If we are noting Hamilton's songs for their scenography as well as their music, Helpless and Satisfied must go together. Helpless tells the story of the winter's ball, romance, and wedding of Alexander Hamilton and Eliza Schuyler from Eliza's point of view, while Satisfied, sung by Eliza's sister Angelica, who was herself in love with Hamilton, is a retelling of the same events. The difficulty of this act is in the choreography and stage movement, because as soon as Angelica starts to remember,  the entire corps de dance and cast rewinds by moving in the exact opposite way as they did before, and then forward again at a different speed to match the rhythm of her memories. Renée Elise Goldsberry also plays Angelica's conflicted state of mind perfectly.

Wait For It

Wait For It is Aaron Burr's first theme song, where he lays down his tragic family history and the reasons for his excessive prudence. Leslie Odom Jr. shines brightly, with a melodic style very different from the fast hip hop that Hamilton had showcased so far, and the lighting work sets it off beautifully. After Wait For It, it's difficult not to empathize with Burr.

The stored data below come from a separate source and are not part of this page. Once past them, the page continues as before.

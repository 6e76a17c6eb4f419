//! Caller-owned game session
//!
//! A [`Session`] ties one engine instance to its reconciler. The
//! presentation layer holds it by value, reads [`Session::state`] and
//! [`Session::window`] to render, and drives it only through intents,
//! ticks, undo, flush and save.
//!
//! Local and authoritative state are separate: the engine's state is the
//! optimistic local view, while [`Session::authoritative_state`] is what
//! replaying the acknowledged prefix yields.

use crate::error::{SessionError, SubmitError};
use crate::settings::Settings;
use crate::sim::{Game, Transition};
use crate::sync::{ActionLog, Backend, Batch, Receipt, Reconciler, ReconciliationWindow};

type SyncOf<G> = Reconciler<<G as Game>::Action, <G as Game>::Summary>;

#[derive(Debug, Clone)]
pub struct Session<G: Game> {
    level: G::Level,
    state: G,
    sync: SyncOf<G>,
}

impl<G: Game> Session<G> {
    pub fn start(level: G::Level, settings: &Settings) -> Result<Self, SessionError> {
        let state = G::start(&level)?;
        log::info!("{} session started", G::NAME);
        Ok(Self {
            level,
            state,
            sync: Reconciler::new(settings)?,
        })
    }

    /// Rebuild from a level and a persisted log. Every action is replayed
    /// from the start, synced prefix first.
    pub fn from_log(
        level: G::Level,
        log: ActionLog<G::Action>,
        settings: &Settings,
    ) -> Result<Self, SessionError> {
        let state = G::replay_all(&level, log.iter())?;
        log::info!(
            "{} session resumed: {} synced, {} buffered",
            G::NAME,
            log.synced_count(),
            log.buffered_count()
        );
        Ok(Self {
            level,
            state,
            sync: Reconciler::resume(log, settings)?,
        })
    }

    pub fn level(&self) -> &G::Level {
        &self.level
    }

    pub fn state(&self) -> &G {
        &self.state
    }

    pub fn window(&self) -> ReconciliationWindow {
        self.sync.window()
    }

    pub fn log(&self) -> &ActionLog<G::Action> {
        self.sync.log()
    }

    /// Log to persist: an in-flight batch counts as not applied.
    pub fn persisted_log(&self) -> ActionLog<G::Action> {
        self.sync.snapshot_log()
    }

    /// Simulation must not advance: the buffer awaits a flush.
    pub fn is_paused(&self) -> bool {
        self.sync.must_sync() || self.sync.is_pending()
    }

    fn apply(
        &mut self,
        step: impl FnOnce(&mut G) -> Transition<G::Action>,
    ) -> Result<Transition<G::Action>, SessionError> {
        if self.is_paused() {
            return Err(SessionError::Paused);
        }
        self.sync.can_record()?;
        let transition = step(&mut self.state);
        if let Transition::Committed(action) = &transition {
            self.sync.record(action.clone())?;
        }
        Ok(transition)
    }

    /// Offer a player intent. Rejections are soft (`Ok(Rejected)`).
    pub fn intent(&mut self, intent: G::Intent) -> Result<Transition<G::Action>, SessionError> {
        self.apply(|state| state.handle(intent))
    }

    /// Advance the engine clock by one step.
    pub fn tick(&mut self) -> Result<Transition<G::Action>, SessionError> {
        self.apply(|state| state.tick())
    }

    /// Undo the newest buffered action by replaying everything before it
    /// from a fresh start. Returns the removed action, if any.
    pub fn undo(&mut self) -> Result<Option<G::Action>, SessionError> {
        if self.sync.is_pending() {
            return Err(SessionError::Paused);
        }
        let log = self.sync.log();
        if log.buffered_count() == 0 {
            return Ok(None);
        }
        let keep = log.len() - 1;
        let rebuilt = G::replay_all(&self.level, log.iter().take(keep))?;
        let action = self.sync.retract()?;
        self.state = rebuilt;
        Ok(action)
    }

    pub fn flush<B>(&mut self, backend: &mut B) -> Result<usize, SessionError>
    where
        B: Backend<G::Action, G::Summary>,
    {
        Ok(self.sync.flush(backend)?)
    }

    /// Final flush of the remainder plus the summary commit.
    pub fn save<B>(&mut self, backend: &mut B) -> Result<usize, SessionError>
    where
        B: Backend<G::Action, G::Summary>,
    {
        let summary = self.state.summary();
        let sent = self.sync.save(backend, summary)?;
        log::info!("{} session saved", G::NAME);
        Ok(sent)
    }

    /// First half of an async flush; see [`Reconciler::begin_flush`].
    pub fn begin_flush(&mut self) -> Result<Option<Batch<G::Action, G::Summary>>, SessionError> {
        Ok(self.sync.begin_flush()?)
    }

    pub fn complete_flush(
        &mut self,
        result: Result<Receipt, SubmitError>,
    ) -> Result<usize, SessionError> {
        Ok(self.sync.complete_flush(result)?)
    }

    /// State the backend holds: the synced prefix replayed from the start.
    pub fn authoritative_state(&self) -> Result<G, SessionError> {
        G::replay_all(&self.level, self.sync.log().synced())
    }
}

#[cfg(test)]
mod tests {
    use super::*;
    use crate::error::{ConfigError, DIVERGED_CODE, SyncError};
    use crate::sim::flood::FloodState;
    use crate::sim::maze::{MazeLevel, MazeState};
    use crate::sim::tetris::{Intent, TetrisLevel, TetrisState};
    use crate::sync::{Fault, ReplayAuthority, SyncPhase};
    use rand::{Rng, SeedableRng};
    use rand_pcg::Pcg32;

    fn small(threshold: usize) -> Settings {
        Settings {
            sign_threshold: threshold,
            max_batch: threshold + 5,
            ..Settings::default()
        }
    }

    #[test]
    fn test_threshold_pauses_play_until_flushed() {
        let level = MazeLevel { level: 1 };
        let mut session: Session<MazeState> = Session::start(level.clone(), &small(4)).unwrap();
        let mut authority = ReplayAuthority::<MazeState>::new(&level).unwrap();
        let path = session
            .state()
            .maze
            .path(session.state().maze.start, session.state().maze.exit)
            .unwrap();

        for &dir in &path[..4] {
            session.intent(dir).unwrap();
        }
        assert!(session.is_paused());
        let before = session.state().clone();
        assert_eq!(session.intent(path[4]), Err(SessionError::Paused));
        assert_eq!(session.state(), &before);

        assert_eq!(session.flush(&mut authority).unwrap(), 4);
        assert!(!session.is_paused());
        assert_eq!(authority.state(), session.state());
        assert_eq!(&session.authoritative_state().unwrap(), authority.state());
    }

    #[test]
    fn test_failed_flush_keeps_play_paused_and_retries() {
        let level = MazeLevel { level: 1 };
        let mut session: Session<MazeState> = Session::start(level.clone(), &small(2)).unwrap();
        let mut authority = ReplayAuthority::<MazeState>::new(&level).unwrap();
        let path = session
            .state()
            .maze
            .path(session.state().maze.start, session.state().maze.exit)
            .unwrap();
        session.intent(path[0]).unwrap();
        session.intent(path[1]).unwrap();

        authority.inject(Fault::Transport);
        assert!(matches!(
            session.flush(&mut authority),
            Err(SessionError::Sync(SyncError::Submit(SubmitError::Transport(_))))
        ));
        let window = session.window();
        assert_eq!((window.buffered, window.synced), (2, 0));
        assert!(window.must_sync);
        assert!(session.is_paused());
        assert_eq!(authority.applied(), 0);

        assert_eq!(session.flush(&mut authority).unwrap(), 2);
        assert_eq!(session.window().synced, 2);
        assert!(!session.is_paused());
    }

    #[test]
    fn test_rejected_intents_are_not_recorded() {
        let mut session: Session<FloodState> = Session::start(1, &Settings::default()).unwrap();
        assert_eq!(session.intent(0).unwrap(), Transition::Rejected);
        assert_eq!(session.window().buffered, 0);
        assert_eq!(session.intent(1).unwrap(), Transition::Committed(1));
        assert_eq!(session.window().buffered, 1);
    }

    #[test]
    fn test_undo_replays_all_but_last() {
        let mut session: Session<FloodState> = Session::start(1, &Settings::default()).unwrap();
        session.intent(1).unwrap();
        let after_one = session.state().clone();
        session.intent(2).unwrap();

        assert_eq!(session.undo().unwrap(), Some(2));
        assert_eq!(session.state(), &after_one);
        assert_eq!(session.window().buffered, 1);

        assert_eq!(session.undo().unwrap(), Some(1));
        assert_eq!(session.state(), &FloodState::start(&1).unwrap());
        assert_eq!(session.undo().unwrap(), None);
    }

    #[test]
    fn test_undo_never_touches_synced_actions() {
        let mut session: Session<FloodState> = Session::start(1, &Settings::default()).unwrap();
        let mut authority = ReplayAuthority::<FloodState>::new(&1).unwrap();
        session.intent(1).unwrap();
        session.flush(&mut authority).unwrap();
        let synced = session.state().clone();
        assert_eq!(session.undo().unwrap(), None);
        assert_eq!(session.state(), &synced);
    }

    #[test]
    fn test_async_flush_pauses_until_resolved() {
        let mut session: Session<FloodState> = Session::start(1, &Settings::default()).unwrap();
        session.intent(1).unwrap();
        let batch = session.begin_flush().unwrap().unwrap();
        assert_eq!(batch.actions, vec![1]);
        assert_eq!(session.intent(2), Err(SessionError::Paused));
        assert_eq!(session.undo(), Err(SessionError::Paused));

        let mut authority = ReplayAuthority::<FloodState>::new(&1).unwrap();
        let result = authority.submit(&batch);
        assert_eq!(session.complete_flush(result).unwrap(), 1);
        assert!(session.intent(2).is_ok());
    }

    #[test]
    fn test_save_commits_summary_and_finalizes() {
        let mut session: Session<FloodState> = Session::start(1, &Settings::default()).unwrap();
        let mut authority = ReplayAuthority::<FloodState>::new(&1).unwrap();
        for color in [1, 2, 3, 0, 1, 2, 0, 3] {
            session.intent(color).unwrap();
        }
        assert!(session.state().is_terminal());
        assert_eq!(session.save(&mut authority).unwrap(), 8);
        assert!(authority.is_finalized());
        assert_eq!(session.window().phase, SyncPhase::Finalized);
        assert_eq!(
            session.intent(1),
            Err(SessionError::Sync(SyncError::Finalized))
        );
    }

    #[test]
    fn test_tampered_action_is_rejected_and_restored() {
        let level = TetrisLevel { seed: 5 };
        let mut session: Session<TetrisState> = Session::start(level.clone(), &Settings::default()).unwrap();
        let mut authority = ReplayAuthority::<TetrisState>::new(&level).unwrap();
        session.intent(Intent::HardDrop).unwrap();

        // Forge the next batch by hand
        let mut batch = session.begin_flush().unwrap().unwrap();
        batch.actions[0].score += 10;
        let result = authority.submit(&batch);
        assert!(matches!(
            result,
            Err(SubmitError::Rejected { code: DIVERGED_CODE, .. })
        ));
        assert!(session.complete_flush(result).is_err());
        assert_eq!(session.window().buffered, 1);

        assert_eq!(session.flush(&mut authority).unwrap(), 1);
        assert_eq!(authority.state(), session.state());
    }

    #[test]
    fn test_tetris_autoplay_stays_in_lockstep_with_authority() {
        let level = TetrisLevel { seed: 31_379 };
        let settings = small(3);
        let mut session: Session<TetrisState> = Session::start(level.clone(), &settings).unwrap();
        let mut authority = ReplayAuthority::<TetrisState>::new(&level).unwrap();
        let mut rng = Pcg32::seed_from_u64(7);
        let mut failures = 0;
        let mut injected = false;

        for _ in 0..5000 {
            if session.state().is_terminal() {
                break;
            }
            if session.is_paused() {
                if !injected {
                    authority.inject(Fault::Reject);
                    injected = true;
                }
                match session.flush(&mut authority) {
                    Ok(_) => assert_eq!(
                        &session.authoritative_state().unwrap(),
                        authority.state()
                    ),
                    Err(_) => failures += 1,
                }
                continue;
            }
            let intent = match rng.random_range(0..8) {
                0 | 1 => Intent::Left,
                2 | 3 => Intent::Right,
                4 => Intent::Rotate,
                5 => Intent::Hold,
                6 => Intent::SoftDrop,
                _ => Intent::HardDrop,
            };
            if rng.random_range(0..4) == 0 {
                session.tick().unwrap();
            } else {
                session.intent(intent).unwrap();
            }
        }

        session.save(&mut authority).unwrap();
        assert_eq!(failures, 1);
        // Local-only moves after the last lock never reach the authority
        assert_eq!(authority.state().summary(), session.state().summary());
        assert_eq!(&session.authoritative_state().unwrap(), authority.state());
        assert_eq!(session.window().synced, session.log().len());
    }

    #[test]
    fn test_resumed_session_matches_original() {
        let level = MazeLevel { level: 2 };
        let mut session: Session<MazeState> = Session::start(level.clone(), &small(50)).unwrap();
        let path = session
            .state()
            .maze
            .path(session.state().maze.start, session.state().maze.exit)
            .unwrap();
        for &dir in &path[..10] {
            session.intent(dir).unwrap();
        }
        let resumed: Session<MazeState> =
            Session::from_log(level, session.persisted_log(), &small(50)).unwrap();
        assert_eq!(resumed.state(), session.state());
        assert_eq!(resumed.window(), session.window());
        assert_eq!(resumed.log().buffered().count(), 10);
    }

    #[test]
    fn test_threshold_above_batch_cap_is_refused() {
        let settings = Settings {
            sign_threshold: 10,
            max_batch: 3,
            ..Settings::default()
        };
        assert!(matches!(
            Session::<FloodState>::start(1, &settings),
            Err(SessionError::Config(ConfigError::InvalidSettings(_)))
        ));
        assert!(matches!(
            Session::<FloodState>::from_log(1, ActionLog::new(), &settings),
            Err(SessionError::Config(ConfigError::InvalidSettings(_)))
        ));

        let zero = Settings {
            sign_threshold: 0,
            ..Settings::default()
        };
        assert!(Session::<FloodState>::start(1, &zero).is_err());
    }
}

Ten Duel Commandments (and its reprises)

There are three versions of The Ten Duel Commandments, each one darker than the other, as it becomes evident that duels are dumb, and guns in the hands of youngsters and civilians are even dumber. However, the first occurrence, when Hamilton's friend John Laurens shoots Charles Lee, takes away the price -- the choreography is crisp and precise, the song is catchy and all the characters are tall, dark and snarky enough to make them seem charming instead of deranged for holding a duel in the first place.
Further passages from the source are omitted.